But at the centre of all this tension—the press calls, the frantic companywide emails, the attempts to manage the narrative—one question doesn’t go away: Who are we serving? Strip away the headlines, the product launches, late-night edits, and both the startup and the media company are accountable, in different ways, to the same group: users. 

For startups, every product decision ultimately circles back to real people relying on the product or service. Their frustrations, disappointments, and moments of delight are the most accurate measure of whether they’re succeeding. When things break, they break for users. And when those failures become news, the sting, beyond the feeling of embarrassment, is about letting down the users they’re supposed to serve. 

In the newsroom, it’s the same. Every story, whether celebratory or critical, is a service to the reader. The commitment to the audience is to surface the truth, interrogate what’s working and what’s not, and to hold key actors to account. Sometimes, the newsroom gets caught up in the politics of access, and it might forget its fundamental duty. But the real cost of silence, whether from the founders or the media, is always paid by users kept in the dark. 

The cost is in missed warnings, unchecked harm, and sometimes—as in the case of the JAMB result fiasco—real tragedy. If a newsroom is aware of a bug that could cost someone a moment in time, their day, or even their future, and fails to report it, the loss falls to the user. 

The basic contract remains unchanged: if we’re not working in the interests of our users, we’re working against them; by omission or by neglect. 

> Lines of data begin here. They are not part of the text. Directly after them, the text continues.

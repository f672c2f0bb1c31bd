//! Unreal MCP actor tools
//!
//! Forwards actor commands from a tool-orchestration server into a running
//! Unreal Engine instance and normalises the engine's replies.
//!
//! ## Architecture
//!
//! ```text
//! ToolRegistry  (tools.rs)        ← name + JSON args dispatch
//!   └── ActorTools  (actors.rs)   ← the six actor operations
//!         ├── geometry.rs         ← location / rotation / scale validation
//!         ├── response.rs         ← reply shape detection + normalisation
//!         └── EngineConnection    (connection.rs, injected)
//! ```
//!
//! The socket connection to the engine is owned by the caller; anything
//! implementing [`EngineConnection`] can be plugged in.

pub mod actors;
pub mod connection;
pub mod error;
pub mod geometry;
pub mod protocol;
pub mod response;
pub mod tools;
pub mod types;

// Runner configuration requires the `cli` feature.
#[cfg(feature = "cli")]
pub mod config;

pub use actors::{
    ActorNameArgs, ActorTools, CreateActorArgs, FindActorsByNameArgs, GetActorsInLevelArgs,
    SetActorTransformArgs,
};
pub use connection::{EngineConnection, RecordingConnection};
pub use error::{ConnectionError, ToolError};
pub use response::{normalize, NormalizeMode, Normalized, ReplyShape};
pub use tools::{ToolDescriptor, ToolRegistry};
pub use types::{GeometryField, Vec3};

If the ecosystem remains small, with only a few thousand funded startups, our responsibility is to acknowledge the problem and establish new structures that foster trust in the open. For starters, founders and operators sometimes misunderstand how journalism works and why it exists. One approach to making this better is to hold open sessions that invite founders, operators, and their comms teams to understand the process, making our standards and boundaries clear and demystifying the work for everyone in the ecosystem. 

Also, while journalists might want to cover companies that see them as antagonists, it becomes easier to dehumanise the inner workings of the other side. Newsrooms could explore newsroom-in-residence exchanges. Reporters embed in startups to experience their chaos first-hand. 

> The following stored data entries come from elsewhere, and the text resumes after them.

//! Reply normalisation unit tests

#[cfg(test)]
mod tests {
    use serde_json::{json, Value};
    use unreal_mcp_actors::response::{
        normalize, remote_failure, NormalizeMode, Normalized, ReplyShape,
    };
    use unreal_mcp_actors::ToolError;

    fn items(raw: Option<&Value>, mode: &NormalizeMode) -> Vec<Value> {
        normalize(raw, mode).unwrap().into_items()
    }

    // -----------------------------------------------------------------------
    // Shape detection
    // -----------------------------------------------------------------------

    #[test]
    fn empty_shapes_are_detected() {
        assert_eq!(ReplyShape::detect(None), ReplyShape::Empty);
        for raw in [json!(null), json!({}), json!([]), json!("")] {
            assert_eq!(ReplyShape::detect(Some(&raw)), ReplyShape::Empty, "{}", raw);
        }
    }

    #[test]
    fn result_wrapper_without_content_falls_through_to_content() {
        let raw = json!({"result": {"status": "ok"}, "content": ["B"]});
        assert_eq!(ReplyShape::detect(Some(&raw)), ReplyShape::Content(&json!(["B"])));
    }

    #[test]
    fn non_object_reply_is_unrecognized() {
        let raw = json!(["A"]);
        assert_eq!(ReplyShape::detect(Some(&raw)), ReplyShape::Unrecognized(&raw));
    }

    // -----------------------------------------------------------------------
    // list_content
    // -----------------------------------------------------------------------

    #[test]
    fn list_content_on_nothing_is_empty() {
        assert!(items(None, &NormalizeMode::ListContent).is_empty());
        assert!(items(Some(&json!({})), &NormalizeMode::ListContent).is_empty());
    }

    #[test]
    fn list_content_reads_nested_and_flat_forms() {
        let nested = json!({"result": {"content": ["A", "B"]}});
        let flat = json!({"content": ["A", "B"]});
        assert_eq!(items(Some(&nested), &NormalizeMode::ListContent), vec![json!("A"), json!("B")]);
        assert_eq!(items(Some(&flat), &NormalizeMode::ListContent), vec![json!("A"), json!("B")]);
    }

    #[test]
    fn nested_content_wins_over_flat_content() {
        let both = json!({
            "result": {"content": [{"name": "Nested"}]},
            "content": [{"name": "Flat"}],
        });
        assert_eq!(
            items(Some(&both), &NormalizeMode::ListContent),
            vec![json!({"name": "Nested"})]
        );
    }

    #[test]
    fn unrecognized_shape_yields_no_items() {
        let raw = json!({"actors": ["X"]});
        assert!(items(Some(&raw), &NormalizeMode::ListContent).is_empty());
        assert!(items(Some(&json!(42)), &NormalizeMode::ListContent).is_empty());
    }

    #[test]
    fn non_list_content_is_malformed() {
        let raw = json!({"content": "not a list"});
        let err = normalize(Some(&raw), &NormalizeMode::ListContent).unwrap_err();
        assert!(matches!(err, ToolError::MalformedReply { .. }));
        assert_eq!(NormalizeMode::ListContent.fallback(), Normalized::Items(vec![]));
    }

    // -----------------------------------------------------------------------
    // list_field
    // -----------------------------------------------------------------------

    #[test]
    fn list_field_reads_named_field() {
        let raw = json!({"actors": ["X", "Y"]});
        let mode = NormalizeMode::list_field("actors");
        assert_eq!(items(Some(&raw), &mode), vec![json!("X"), json!("Y")]);
    }

    #[test]
    fn list_field_missing_or_empty_is_empty() {
        let mode = NormalizeMode::list_field("actors");
        assert!(items(Some(&json!({})), &mode).is_empty());
        assert!(items(None, &mode).is_empty());
        assert!(items(Some(&json!({"success": true})), &mode).is_empty());
    }

    #[test]
    fn non_list_field_is_malformed() {
        let raw = json!({"actors": "X"});
        let err = normalize(Some(&raw), &NormalizeMode::list_field("actors")).unwrap_err();
        assert!(matches!(err, ToolError::MalformedReply { .. }));
        assert!(err.to_string().contains("actors"));
    }

    #[test]
    fn list_field_ignores_content_wrapper() {
        let raw = json!({"content": ["A"], "actors": ["X"]});
        let mode = NormalizeMode::list_field("actors");
        assert_eq!(items(Some(&raw), &mode), vec![json!("X")]);
    }

    // -----------------------------------------------------------------------
    // passthrough_or_default
    // -----------------------------------------------------------------------

    #[test]
    fn passthrough_returns_default_when_empty() {
        let mode = NormalizeMode::PassthroughOrDefault(json!({}));
        assert_eq!(normalize(None, &mode).unwrap().into_value(), json!({}));
        assert_eq!(normalize(Some(&json!({})), &mode).unwrap().into_value(), json!({}));
    }

    #[test]
    fn passthrough_returns_reply_unchanged() {
        let raw = json!({"success": false, "message": "Actor not found"});
        let mode = NormalizeMode::PassthroughOrDefault(json!({}));
        assert_eq!(normalize(Some(&raw), &mode).unwrap().into_value(), raw);
    }

    // -----------------------------------------------------------------------
    // Remote-reported failures
    // -----------------------------------------------------------------------

    #[test]
    fn remote_failure_is_detected() {
        assert_eq!(
            remote_failure(&json!({"success": false, "message": "nope"})).as_deref(),
            Some("nope")
        );
        assert_eq!(
            remote_failure(&json!({"status": "error", "error": "boom"})).as_deref(),
            Some("boom")
        );
        assert_eq!(remote_failure(&json!({"success": true})), None);
        assert_eq!(remote_failure(&json!(["x"])), None);
    }
}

When newsrooms and startups engage, the outcome is a better-informed ecosystem and a more knowledgeable general public. This fosters greater transparency and trust, ultimately serving the users who rely on both for truth and effective products. 

Just as investor relations are crucial to a startup’s success, so too are media relations. Founders need to treat journalists not as threats to be managed but as stakeholders to be engaged. Proactive, respectful communication with media outlets is not about controlling the narrative; it’s about building credibility. A company that only speaks to the press when the news is good misses the chance to shape how the bad is understood. 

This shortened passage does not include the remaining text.